• Exercise goal
Going through the entries below, copy out each line that contains "trimmed".

• Material for this task
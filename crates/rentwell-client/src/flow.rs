//! # Booking Flow
//!
//! The sequence a renter walks through on the item screen:
//!
//! ```text
//! preview(item, dates)
//!   ├── GET /items/{id}      item + availability (display only)
//!   ├── quote                 days x priceDaily
//!   └── fresh request key
//!         │
//!         ▼
//! confirm(ready)              user taps "Pay"
//!   └── POST /rentals         Idempotency-Key = ready.request_key
//!         ├── 201/200 → Booked
//!         └── 409     → Unavailable (start over)
//!         │
//!         ▼
//! track(rental_id)            GET /rentals/{id}
//! ```
//!
//! Nothing here retries on its own. Confirming the same [`ReadyBooking`]
//! twice sends the same key, so a user who taps again after a timeout
//! gets the rental from the first attempt instead of a second one.

use chrono::NaiveDate;
use tracing::{info, warn};
use uuid::Uuid;

use rentwell_core::pricing::Quote;
use rentwell_core::{BookingRequest, Item, ItemStatus, Rental, RentalDetail};

use crate::api::RentalClient;
use crate::error::{ClientError, ClientResult};

/// A booking the user can confirm.
#[derive(Debug, Clone, PartialEq)]
pub struct ReadyBooking {
    pub item: Item,
    pub start_date: NaiveDate,
    pub end_date: NaiveDate,
    pub quote: Quote,
    /// Sent as `Idempotency-Key` on every confirm of this booking.
    pub request_key: String,
}

impl ReadyBooking {
    /// The request body for `POST /rentals`.
    pub fn request(&self) -> BookingRequest {
        BookingRequest {
            item_id: self.item.id.clone(),
            start_date: self.start_date,
            end_date: self.end_date,
            days: self.quote.days,
            price_per_day: self.quote.price_per_day,
            total_price: self.quote.total,
        }
    }
}

/// What the item screen shows before the user confirms.
#[derive(Debug, Clone, PartialEq)]
pub enum Preview {
    Ready(ReadyBooking),
    /// Someone holds the item. `None` when the owner delisted it.
    Unavailable { current_rental: Option<Rental> },
}

/// Result of confirming a booking.
#[derive(Debug, Clone, PartialEq)]
pub enum BookingOutcome {
    Booked { rental_id: String },
    /// The item was taken between preview and confirm.
    Unavailable { current_rental: Option<Box<Rental>> },
}

/// Drives one renter's bookings.
#[derive(Debug, Clone)]
pub struct BookingFlow {
    client: RentalClient,
}

impl BookingFlow {
    pub fn new(client: RentalClient) -> Self {
        BookingFlow { client }
    }

    /// Loads the item, its availability and a quote for the dates.
    pub async fn preview(
        &self,
        item_id: &str,
        start_date: NaiveDate,
        end_date: NaiveDate,
    ) -> ClientResult<Preview> {
        let view = self.client.get_item(item_id).await?;

        if view.item.status == ItemStatus::Unavailable {
            return Ok(Preview::Unavailable {
                current_rental: None,
            });
        }

        if !view.availability.available {
            return Ok(Preview::Unavailable {
                current_rental: view.availability.current_rental,
            });
        }

        let quote = Quote::for_range(view.item.price_daily, start_date, end_date)
            .map_err(|e| ClientError::Validation(e.to_string()))?;

        Ok(Preview::Ready(ReadyBooking {
            item: view.item,
            start_date,
            end_date,
            quote,
            request_key: Uuid::new_v4().to_string(),
        }))
    }

    /// Books the previewed item. Safe to call again with the same booking.
    pub async fn confirm(&self, booking: &ReadyBooking) -> ClientResult<BookingOutcome> {
        let result = self
            .client
            .create_rental(&booking.request(), Some(&booking.request_key))
            .await;

        match result {
            Ok(created) => {
                info!(
                    rental_id = %created.id,
                    item_id = %booking.item.id,
                    replayed = created.replayed,
                    "Booking confirmed"
                );
                Ok(BookingOutcome::Booked {
                    rental_id: created.id,
                })
            }
            Err(ClientError::Conflict {
                message,
                current_rental,
            }) => {
                warn!(item_id = %booking.item.id, %message, "Item taken before confirm");
                Ok(BookingOutcome::Unavailable { current_rental })
            }
            Err(other) => Err(other),
        }
    }

    /// Current state of a booked rental.
    pub async fn track(&self, rental_id: &str) -> ClientResult<RentalDetail> {
        self.client.get_rental(rental_id).await
    }
}
//! Amounts of money as whole cents.
//!
//! The mobile app speaks decimals (`"pricePerDay": 19.99`). Those are turned
//! into cents once, on the way in (see [`decimal`]), so `19.99 * 3` is
//! `1999 * 3 = 5997` and never `59.970000000000006`.
//!
//! ## Usage
//! ```rust
//! use rentwell_core::money::Money;
//!
//! let daily = Money::from_cents(2500); // $25.00
//! let total = daily.multiply_days(3);  // $75.00
//! assert_eq!(total.cents(), 7500);
//!
//! let parsed = Money::parse_decimal("25.00").unwrap();
//! assert_eq!(parsed, daily);
//! ```

use serde::{Deserialize, Serialize};
use std::fmt;
use std::ops::{Add, AddAssign, Mul, Sub};
use ts_rs::TS;

use crate::error::ValidationError;

// =============================================================================
// Money Type
// =============================================================================

/// A monetary value in the smallest currency unit (cents for USD).
///
/// ## Where Money is Used
/// ```text
/// Item.price_daily ──► Quote (days × rate) ──► Rental.total_price
///                                                   │
///                                                   └──► snapshotted at
///                                                        creation, never
///                                                        recomputed later
/// ```
#[derive(Debug, Clone, Copy, PartialEq, Eq, PartialOrd, Ord, Hash, Serialize, Deserialize, TS)]
#[cfg_attr(feature = "sqlx", derive(sqlx::Type))]
#[cfg_attr(feature = "sqlx", sqlx(transparent))]
#[ts(export)]
pub struct Money(i64);

impl Money {
    /// Creates a Money value from cents.
    ///
    /// ## Example
    /// ```rust
    /// use rentwell_core::money::Money;
    ///
    /// let price = Money::from_cents(1099); // Represents $10.99
    /// assert_eq!(price.cents(), 1099);
    /// ```
    #[inline]
    pub const fn from_cents(cents: i64) -> Self {
        Money(cents)
    }

    /// Returns the value in cents.
    #[inline]
    pub const fn cents(&self) -> i64 {
        self.0
    }

    /// Returns the major unit (dollars) portion.
    #[inline]
    pub const fn dollars(&self) -> i64 {
        self.0 / 100
    }

    /// Returns the minor unit (cents) portion (always 0-99).
    #[inline]
    pub const fn cents_part(&self) -> i64 {
        (self.0 % 100).abs()
    }

    /// Returns zero money value.
    #[inline]
    pub const fn zero() -> Self {
        Money(0)
    }

    /// Checks if the value is zero.
    #[inline]
    pub const fn is_zero(&self) -> bool {
        self.0 == 0
    }

    /// Checks if the value is negative (less than zero).
    #[inline]
    pub const fn is_negative(&self) -> bool {
        self.0 < 0
    }

    /// Multiplies a daily rate by a number of days.
    ///
    /// Saturates instead of overflowing; validation rejects such totals
    /// long before they could be persisted.
    ///
    /// ## Example
    /// ```rust
    /// use rentwell_core::money::Money;
    ///
    /// let daily = Money::from_cents(1999);
    /// assert_eq!(daily.multiply_days(3).cents(), 5997);
    /// ```
    #[inline]
    pub const fn multiply_days(&self, days: i64) -> Self {
        Money(self.0.saturating_mul(days))
    }

    /// Parses a decimal string such as `"25"`, `"25.5"` or `"25.00"`.
    ///
    /// ## Rules
    /// - Optional leading `-`
    /// - At most two fractional digits (no silent rounding of strings)
    ///
    /// ## Example
    /// ```rust
    /// use rentwell_core::money::Money;
    ///
    /// assert_eq!(Money::parse_decimal("10.99").unwrap().cents(), 1099);
    /// assert_eq!(Money::parse_decimal("7.5").unwrap().cents(), 750);
    /// assert!(Money::parse_decimal("1.999").is_err());
    /// ```
    pub fn parse_decimal(input: &str) -> Result<Self, ValidationError> {
        let invalid = |reason: &str| ValidationError::InvalidFormat {
            field: "amount".to_string(),
            reason: reason.to_string(),
        };

        let trimmed = input.trim();
        let (negative, digits) = match trimmed.strip_prefix('-') {
            Some(rest) => (true, rest),
            None => (false, trimmed),
        };

        let (major, minor) = match digits.split_once('.') {
            Some((major, minor)) => (major, minor),
            None => (digits, ""),
        };

        if major.is_empty() && minor.is_empty() {
            return Err(invalid("empty amount"));
        }
        if minor.len() > 2 {
            return Err(invalid("at most two decimal places are allowed"));
        }
        if !major.chars().chain(minor.chars()).all(|c| c.is_ascii_digit()) {
            return Err(invalid("must be a decimal number"));
        }

        let major: i64 = if major.is_empty() {
            0
        } else {
            major.parse().map_err(|_| invalid("amount is too large"))?
        };
        let minor: i64 = match minor.len() {
            0 => 0,
            1 => minor.parse::<i64>().map_err(|_| invalid("bad fraction"))? * 10,
            _ => minor.parse().map_err(|_| invalid("bad fraction"))?,
        };

        let cents = major
            .checked_mul(100)
            .and_then(|c| c.checked_add(minor))
            .ok_or_else(|| invalid("amount is too large"))?;

        Ok(Money(if negative { -cents } else { cents }))
    }

    /// Formats as a plain decimal string without currency sign (`"25.00"`).
    pub fn to_decimal_string(&self) -> String {
        let sign = if self.0 < 0 { "-" } else { "" };
        format!("{}{}.{:02}", sign, self.dollars().abs(), self.cents_part())
    }
}

// =============================================================================
// Trait Implementations
// =============================================================================

/// Human-readable display. Use front-end formatting for localized output.
impl fmt::Display for Money {
    fn fmt(&self, f: &mut fmt::Formatter<'_>) -> fmt::Result {
        let sign = if self.0 < 0 { "-" } else { "" };
        write!(
            f,
            "{}${}.{:02}",
            sign,
            self.dollars().abs(),
            self.cents_part()
        )
    }
}

impl Default for Money {
    fn default() -> Self {
        Money::zero()
    }
}

impl Add for Money {
    type Output = Self;

    #[inline]
    fn add(self, other: Self) -> Self {
        Money(self.0 + other.0)
    }
}

impl AddAssign for Money {
    #[inline]
    fn add_assign(&mut self, other: Self) {
        self.0 += other.0;
    }
}

impl Sub for Money {
    type Output = Self;

    #[inline]
    fn sub(self, other: Self) -> Self {
        Money(self.0 - other.0)
    }
}

impl Mul<i64> for Money {
    type Output = Self;

    #[inline]
    fn mul(self, qty: i64) -> Self {
        Money(self.0 * qty)
    }
}

// =============================================================================
// Wire Format
// =============================================================================

/// Serde adapter for decimal amounts on the JSON wire.
///
/// The mobile app speaks decimals (`"pricePerDay": 25.0`); everything behind
/// the handlers speaks cents. This module is the only place where a float is
/// turned into [`Money`].
///
/// ## Usage
/// ```rust
/// use rentwell_core::money::{self, Money};
/// use serde::{Deserialize, Serialize};
///
/// #[derive(Serialize, Deserialize)]
/// struct Body {
///     #[serde(with = "money::decimal")]
///     price: Money,
/// }
///
/// let body: Body = serde_json::from_str(r#"{"price": 19.99}"#).unwrap();
/// assert_eq!(body.price.cents(), 1999);
///
/// let body: Body = serde_json::from_str(r#"{"price": "19.99"}"#).unwrap();
/// assert_eq!(body.price.cents(), 1999);
/// ```
pub mod decimal {
    use super::Money;
    use serde::de::{self, Visitor};
    use serde::{Deserializer, Serializer};
    use std::fmt;

    /// Serializes cents as a decimal JSON number (`2500` → `25.0`).
    pub fn serialize<S: Serializer>(value: &Money, serializer: S) -> Result<S::Ok, S::Error> {
        serializer.serialize_f64(value.cents() as f64 / 100.0)
    }

    /// Deserializes a JSON number or decimal string into cents.
    pub fn deserialize<'de, D: Deserializer<'de>>(deserializer: D) -> Result<Money, D::Error> {
        deserializer.deserialize_any(DecimalVisitor)
    }

    struct DecimalVisitor;

    impl<'de> Visitor<'de> for DecimalVisitor {
        type Value = Money;

        fn expecting(&self, f: &mut fmt::Formatter<'_>) -> fmt::Result {
            f.write_str("a decimal amount")
        }

        fn visit_i64<E: de::Error>(self, v: i64) -> Result<Money, E> {
            v.checked_mul(100)
                .map(Money::from_cents)
                .ok_or_else(|| E::custom("amount is too large"))
        }

        fn visit_u64<E: de::Error>(self, v: u64) -> Result<Money, E> {
            i64::try_from(v)
                .map_err(|_| E::custom("amount is too large"))
                .and_then(|v| self.visit_i64(v))
        }

        fn visit_f64<E: de::Error>(self, v: f64) -> Result<Money, E> {
            let cents = (v * 100.0).round();
            if !cents.is_finite() || cents.abs() > i64::MAX as f64 {
                return Err(E::custom("amount is not a finite number"));
            }
            Ok(Money::from_cents(cents as i64))
        }

        fn visit_str<E: de::Error>(self, v: &str) -> Result<Money, E> {
            Money::parse_decimal(v).map_err(E::custom)
        }
    }

    /// Same as the parent module, for optional amounts (`null` → `None`).
    pub mod option {
        use super::super::Money;
        use serde::{Deserialize, Deserializer, Serialize, Serializer};

        #[derive(Serialize, Deserialize)]
        struct Wrapped(#[serde(with = "crate::money::decimal")] Money);

        pub fn serialize<S: Serializer>(
            value: &Option<Money>,
            serializer: S,
        ) -> Result<S::Ok, S::Error> {
            value.map(Wrapped).serialize(serializer)
        }

        pub fn deserialize<'de, D: Deserializer<'de>>(
            deserializer: D,
        ) -> Result<Option<Money>, D::Error> {
            Ok(Option::<Wrapped>::deserialize(deserializer)?.map(|w| w.0))
        }
    }
}

// =============================================================================
// Unit Tests
// =============================================================================

#[cfg(test)]
mod tests {
    use super::*;
    use serde::{Deserialize, Serialize};

    #[test]
    fn test_from_cents() {
        let money = Money::from_cents(1099);
        assert_eq!(money.cents(), 1099);
        assert_eq!(money.dollars(), 10);
        assert_eq!(money.cents_part(), 99);
    }

    #[test]
    fn test_default_is_zero() {
        assert_eq!(Money::default(), Money::zero());
        assert!(Money::default().is_zero());
    }

    #[test]
    fn test_display() {
        assert_eq!(format!("{}", Money::from_cents(1099)), "$10.99");
        assert_eq!(format!("{}", Money::from_cents(500)), "$5.00");
        assert_eq!(format!("{}", Money::from_cents(-550)), "-$5.50");
        assert_eq!(Money::from_cents(7500).to_decimal_string(), "75.00");
    }

    #[test]
    fn test_multiply_days() {
        assert_eq!(Money::from_cents(2500).multiply_days(3).cents(), 7500);
        assert_eq!(
            Money::from_cents(i64::MAX).multiply_days(2).cents(),
            i64::MAX
        );
    }

    #[test]
    fn test_parse_decimal() {
        assert_eq!(Money::parse_decimal("25").unwrap().cents(), 2500);
        assert_eq!(Money::parse_decimal("25.5").unwrap().cents(), 2550);
        assert_eq!(Money::parse_decimal("0.01").unwrap().cents(), 1);
        assert_eq!(Money::parse_decimal(".75").unwrap().cents(), 75);
        assert_eq!(Money::parse_decimal("-3.10").unwrap().cents(), -310);

        assert!(Money::parse_decimal("").is_err());
        assert!(Money::parse_decimal("abc").is_err());
        assert!(Money::parse_decimal("1.234").is_err());
        assert!(Money::parse_decimal("1,50").is_err());
    }

    #[derive(Serialize, Deserialize)]
    struct Wire {
        #[serde(with = "decimal")]
        amount: Money,
    }

    #[test]
    fn test_decimal_wire_format() {
        let wire: Wire = serde_json::from_str(r#"{"amount": 59.97}"#).unwrap();
        assert_eq!(wire.amount.cents(), 5997);

        let wire: Wire = serde_json::from_str(r#"{"amount": 75}"#).unwrap();
        assert_eq!(wire.amount.cents(), 7500);

        let json = serde_json::to_value(Wire {
            amount: Money::from_cents(2500),
        })
        .unwrap();
        assert_eq!(json["amount"], serde_json::json!(25.0));

        assert!(serde_json::from_str::<Wire>(r#"{"amount": true}"#).is_err());
    }
}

• Solution to this problem
        let trimmed = input.trim();
        let (negative, digits) = match trimmed.strip_prefix('-') {
            None => (false, trimmed),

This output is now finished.